What you will do :: Every line of the material is to be set down again without any change.

Listed records ::
※ ※ ※

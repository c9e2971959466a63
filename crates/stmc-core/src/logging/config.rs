//! Logging configuration.
//!
//! Supports configuration via:
//! - Environment variables (STMC_LOG, RUST_LOG, STMC_LOG_FORMAT)
//! - Explicit overrides from the embedding application

use serde::{Deserialize, Serialize};
use tracing_subscriber::filter::LevelFilter;

/// Environment variable selecting the log level.
pub const ENV_LOG: &str = "STMC_LOG";
/// Environment variable selecting the output format.
pub const ENV_LOG_FORMAT: &str = "STMC_LOG_FORMAT";

/// Log output format.
#[derive(Debug, Clone, Copy, PartialEq, Eq, Default, Serialize, Deserialize)]
#[serde(rename_all = "lowercase")]
pub enum LogFormat {
    /// Human-readable console format (default).
    #[default]
    Human,
    /// Machine-parseable JSON lines.
    Jsonl,
}

impl std::str::FromStr for LogFormat {
    type Err = String;

    fn from_str(s: &str) -> Result<Self, Self::Err> {
        match s.trim().to_lowercase().as_str() {
            "human" => Ok(LogFormat::Human),
            "jsonl" | "json" => Ok(LogFormat::Jsonl),
            _ => Err(format!("unknown log format: {}", s)),
        }
    }
}

impl std::fmt::Display for LogFormat {
    fn fmt(&self, f: &mut std::fmt::Formatter<'_>) -> std::fmt::Result {
        match self {
            LogFormat::Human => write!(f, "human"),
            LogFormat::Jsonl => write!(f, "jsonl"),
        }
    }
}

/// Log level filter.
#[derive(Debug, Clone, Copy, PartialEq, Eq, Default, Serialize, Deserialize)]
#[serde(rename_all = "lowercase")]
pub enum LogLevel {
    /// Per-update events.
    Trace,
    /// Construction and parameter solving.
    Debug,
    /// Verdicts (default).
    #[default]
    Info,
    Warn,
    Error,
    /// Completely silent.
    Off,
}

impl std::str::FromStr for LogLevel {
    type Err = String;

    fn from_str(s: &str) -> Result<Self, Self::Err> {
        match s.trim().to_lowercase().as_str() {
            "trace" => Ok(LogLevel::Trace),
            "debug" => Ok(LogLevel::Debug),
            "info" => Ok(LogLevel::Info),
            "warn" | "warning" => Ok(LogLevel::Warn),
            "error" => Ok(LogLevel::Error),
            "off" | "quiet" => Ok(LogLevel::Off),
            _ => Err(format!("unknown log level: {}", s)),
        }
    }
}

impl std::fmt::Display for LogLevel {
    fn fmt(&self, f: &mut std::fmt::Formatter<'_>) -> std::fmt::Result {
        match self {
            LogLevel::Trace => write!(f, "trace"),
            LogLevel::Debug => write!(f, "debug"),
            LogLevel::Info => write!(f, "info"),
            LogLevel::Warn => write!(f, "warn"),
            LogLevel::Error => write!(f, "error"),
            LogLevel::Off => write!(f, "off"),
        }
    }
}

impl From<LogLevel> for LevelFilter {
    fn from(level: LogLevel) -> Self {
        match level {
            LogLevel::Trace => LevelFilter::TRACE,
            LogLevel::Debug => LevelFilter::DEBUG,
            LogLevel::Info => LevelFilter::INFO,
            LogLevel::Warn => LevelFilter::WARN,
            LogLevel::Error => LevelFilter::ERROR,
            LogLevel::Off => LevelFilter::OFF,
        }
    }
}

/// Logging configuration.
#[derive(Debug, Clone, PartialEq, Eq)]
pub struct LogConfig {
    pub format: LogFormat,
    pub level: LogLevel,
    /// Whether to include timestamps in human output.
    pub timestamps: bool,
}

impl Default for LogConfig {
    fn default() -> Self {
        LogConfig {
            format: LogFormat::Human,
            level: LogLevel::Info,
            timestamps: true,
        }
    }
}

impl LogConfig {
    /// Create config from the environment, then apply explicit overrides.
    pub fn from_env(level: Option<LogLevel>, format: Option<LogFormat>) -> Self {
        let mut config = LogConfig::default();

        // STMC_LOG takes precedence over RUST_LOG
        if let Ok(val) = std::env::var(ENV_LOG) {
            if let Ok(level) = val.parse::<LogLevel>() {
                config.level = level;
            }
        } else if let Ok(val) = std::env::var("RUST_LOG") {
            config.level = level_from_rust_log(&val).unwrap_or(config.level);
        }

        if let Ok(val) = std::env::var(ENV_LOG_FORMAT) {
            if let Ok(format) = val.parse::<LogFormat>() {
                config.format = format;
            }
        }

        if let Some(level) = level {
            config.level = level;
        }
        if let Some(format) = format {
            config.format = format;
        }

        config
    }

    pub fn with_format(mut self, format: LogFormat) -> Self {
        self.format = format;
        self
    }

    pub fn with_level(mut self, level: LogLevel) -> Self {
        self.level = level;
        self
    }

    pub fn with_timestamps(mut self, enabled: bool) -> Self {
        self.timestamps = enabled;
        self
    }
}

/// Most verbose level mentioned in a `RUST_LOG` directive string.
fn level_from_rust_log(val: &str) -> Option<LogLevel> {
    let val = val.to_lowercase();
    [
        LogLevel::Trace,
        LogLevel::Debug,
        LogLevel::Info,
        LogLevel::Warn,
        LogLevel::Error,
    ]
    .into_iter()
    .find(|level| val.contains(&level.to_string()))
}

#[cfg(test)]
mod tests {
    use super::*;

    #[test]
    fn test_log_format_parse() {
        assert_eq!("human".parse::<LogFormat>().unwrap(), LogFormat::Human);
        assert_eq!("JSONL".parse::<LogFormat>().unwrap(), LogFormat::Jsonl);
        assert_eq!("json".parse::<LogFormat>().unwrap(), LogFormat::Jsonl);
        assert!("pretty".parse::<LogFormat>().is_err());
        assert!("xml".parse::<LogFormat>().is_err());
    }

    #[test]
    fn test_log_level_parse() {
        assert_eq!("trace".parse::<LogLevel>().unwrap(), LogLevel::Trace);
        assert_eq!("warning".parse::<LogLevel>().unwrap(), LogLevel::Warn);
        assert_eq!("quiet".parse::<LogLevel>().unwrap(), LogLevel::Off);
        assert!("loud".parse::<LogLevel>().is_err());
    }

    #[test]
    fn test_rust_log_directive() {
        assert_eq!(
            level_from_rust_log("stmc_core=debug,hyper=warn"),
            Some(LogLevel::Debug)
        );
        assert_eq!(level_from_rust_log("stmc_core"), None);
    }

    #[test]
    fn test_explicit_overrides_win() {
        let config = LogConfig::from_env(Some(LogLevel::Error), Some(LogFormat::Jsonl));
        assert_eq!(config.level, LogLevel::Error);
        assert_eq!(config.format, LogFormat::Jsonl);
    }

    #[test]
    fn test_builder() {
        let config = LogConfig::default()
            .with_format(LogFormat::Jsonl)
            .with_level(LogLevel::Debug)
            .with_timestamps(false);
        assert_eq!(config.format, LogFormat::Jsonl);
        assert_eq!(config.level, LogLevel::Debug);
        assert!(!config.timestamps);
    }
}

※ ※ ※

Answer box ::
repository c9e2971959466a63
filename crates/stmc-core/src/logging/config.rs
//! Logging configuration.
//!
//! Supports configuration via:
//! - Environment variables (STMC_LOG, RUST_LOG, STMC_LOG_FORMAT)
//! - Explicit overrides from the embedding application

use serde::{Deserialize, Serialize};
use tracing_subscriber::filter::LevelFilter;

/// Environment variable selecting the log level.
pub const ENV_LOG: &str = "STMC_LOG";
/// Environment variable selecting the output format.
pub const ENV_LOG_FORMAT: &str = "STMC_LOG_FORMAT";

/// Log output format.
#[derive(Debug, Clone, Copy, PartialEq, Eq, Default, Serialize, Deserialize)]
#[serde(rename_all = "lowercase")]
pub enum LogFormat {
    /// Human-readable console format (default).
    #[default]
    Human,
    /// Machine-parseable JSON lines.
    Jsonl,
}

impl std::str::FromStr for LogFormat {
    type Err = String;

    fn from_str(s: &str) -> Result<Self, Self::Err> {
        match s.trim().to_lowercase().as_str() {
            "human" => Ok(LogFormat::Human),
            "jsonl" | "json" => Ok(LogFormat::Jsonl),
            _ => Err(format!("unknown log format: {}", s)),
        }
    }
}

impl std::fmt::Display for LogFormat {
    fn fmt(&self, f: &mut std::fmt::Formatter<'_>) -> std::fmt::Result {
        match self {
            LogFormat::Human => write!(f, "human"),
            LogFormat::Jsonl => write!(f, "jsonl"),
        }
    }
}

/// Log level filter.
#[derive(Debug, Clone, Copy, PartialEq, Eq, Default, Serialize, Deserialize)]
#[serde(rename_all = "lowercase")]
pub enum LogLevel {
    /// Per-update events.
    Trace,
    /// Construction and parameter solving.
    Debug,
    /// Verdicts (default).
    #[default]
    Info,
    Warn,
    Error,
    /// Completely silent.
    Off,
}

impl std::str::FromStr for LogLevel {
    type Err = String;

    fn from_str(s: &str) -> Result<Self, Self::Err> {
        match s.trim().to_lowercase().as_str() {
            "trace" => Ok(LogLevel::Trace),
            "debug" => Ok(LogLevel::Debug),
            "info" => Ok(LogLevel::Info),
            "warn" | "warning" => Ok(LogLevel::Warn),
            "error" => Ok(LogLevel::Error),
            "off" | "quiet" => Ok(LogLevel::Off),
            _ => Err(format!("unknown log level: {}", s)),
        }
    }
}

impl std::fmt::Display for LogLevel {
    fn fmt(&self, f: &mut std::fmt::Formatter<'_>) -> std::fmt::Result {
        match self {
            LogLevel::Trace => write!(f, "trace"),
            LogLevel::Debug => write!(f, "debug"),
            LogLevel::Info => write!(f, "info"),
            LogLevel::Warn => write!(f, "warn"),
            LogLevel::Error => write!(f, "error"),
            LogLevel::Off => write!(f, "off"),
        }
    }
}

impl From<LogLevel> for LevelFilter {
    fn from(level: LogLevel) -> Self {
        match level {
            LogLevel::Trace => LevelFilter::TRACE,
            LogLevel::Debug => LevelFilter::DEBUG,
            LogLevel::Info => LevelFilter::INFO,
            LogLevel::Warn => LevelFilter::WARN,
            LogLevel::Error => LevelFilter::ERROR,
            LogLevel::Off => LevelFilter::OFF,
        }
    }
}

/// Logging configuration.
#[derive(Debug, Clone, PartialEq, Eq)]
pub struct LogConfig {
    pub format: LogFormat,
    pub level: LogLevel,
    /// Whether to include timestamps in human output.
    pub timestamps: bool,
}

impl Default for LogConfig {
    fn default() -> Self {
        LogConfig {
            format: LogFormat::Human,
            level: LogLevel::Info,
            timestamps: true,
        }
    }
}

impl LogConfig {
    /// Create config from the environment, then apply explicit overrides.
    pub fn from_env(level: Option<LogLevel>, format: Option<LogFormat>) -> Self {
        let mut config = LogConfig::default();

        // STMC_LOG takes precedence over RUST_LOG
        if let Ok(val) = std::env::var(ENV_LOG) {
            if let Ok(level) = val.parse::<LogLevel>() {
                config.level = level;
            }
        } else if let Ok(val) = std::env::var("RUST_LOG") {
            config.level = level_from_rust_log(&val).unwrap_or(config.level);
        }

        if let Ok(val) = std::env::var(ENV_LOG_FORMAT) {
            if let Ok(format) = val.parse::<LogFormat>() {
                config.format = format;
            }
        }

        if let Some(level) = level {
            config.level = level;
        }
        if let Some(format) = format {
            config.format = format;
        }

        config
    }

    pub fn with_format(mut self, format: LogFormat) -> Self {
        self.format = format;
        self
    }

    pub fn with_level(mut self, level: LogLevel) -> Self {
        self.level = level;
        self
    }

    pub fn with_timestamps(mut self, enabled: bool) -> Self {
        self.timestamps = enabled;
        self
    }
}

/// Most verbose level mentioned in a `RUST_LOG` directive string.
fn level_from_rust_log(val: &str) -> Option<LogLevel> {
    let val = val.to_lowercase();
    [
        LogLevel::Trace,
        LogLevel::Debug,
        LogLevel::Info,
        LogLevel::Warn,
        LogLevel::Error,
    ]
    .into_iter()
    .find(|level| val.contains(&level.to_string()))
}

#[cfg(test)]
mod tests {
    use super::*;

    #[test]
    fn test_log_format_parse() {
        assert_eq!("human".parse::<LogFormat>().unwrap(), LogFormat::Human);
        assert_eq!("JSONL".parse::<LogFormat>().unwrap(), LogFormat::Jsonl);
        assert_eq!("json".parse::<LogFormat>().unwrap(), LogFormat::Jsonl);
        assert!("pretty".parse::<LogFormat>().is_err());
        assert!("xml".parse::<LogFormat>().is_err());
    }

    #[test]
    fn test_log_level_parse() {
        assert_eq!("trace".parse::<LogLevel>().unwrap(), LogLevel::Trace);
        assert_eq!("warning".parse::<LogLevel>().unwrap(), LogLevel::Warn);
        assert_eq!("quiet".parse::<LogLevel>().unwrap(), LogLevel::Off);
        assert!("loud".parse::<LogLevel>().is_err());
    }

    #[test]
    fn test_rust_log_directive() {
        assert_eq!(
            level_from_rust_log("stmc_core=debug,hyper=warn"),
            Some(LogLevel::Debug)
        );
        assert_eq!(level_from_rust_log("stmc_core"), None);
    }

    #[test]
    fn test_explicit_overrides_win() {
        let config = LogConfig::from_env(Some(LogLevel::Error), Some(LogFormat::Jsonl));
        assert_eq!(config.level, LogLevel::Error);
        assert_eq!(config.format, LogFormat::Jsonl);
    }

    #[test]
    fn test_builder() {
        let config = LogConfig::default()
            .with_format(LogFormat::Jsonl)
            .with_level(LogLevel::Debug)
            .with_timestamps(false);
        assert_eq!(config.format, LogFormat::Jsonl);
        assert_eq!(config.level, LogLevel::Debug);
        assert!(!config.timestamps);
    }
}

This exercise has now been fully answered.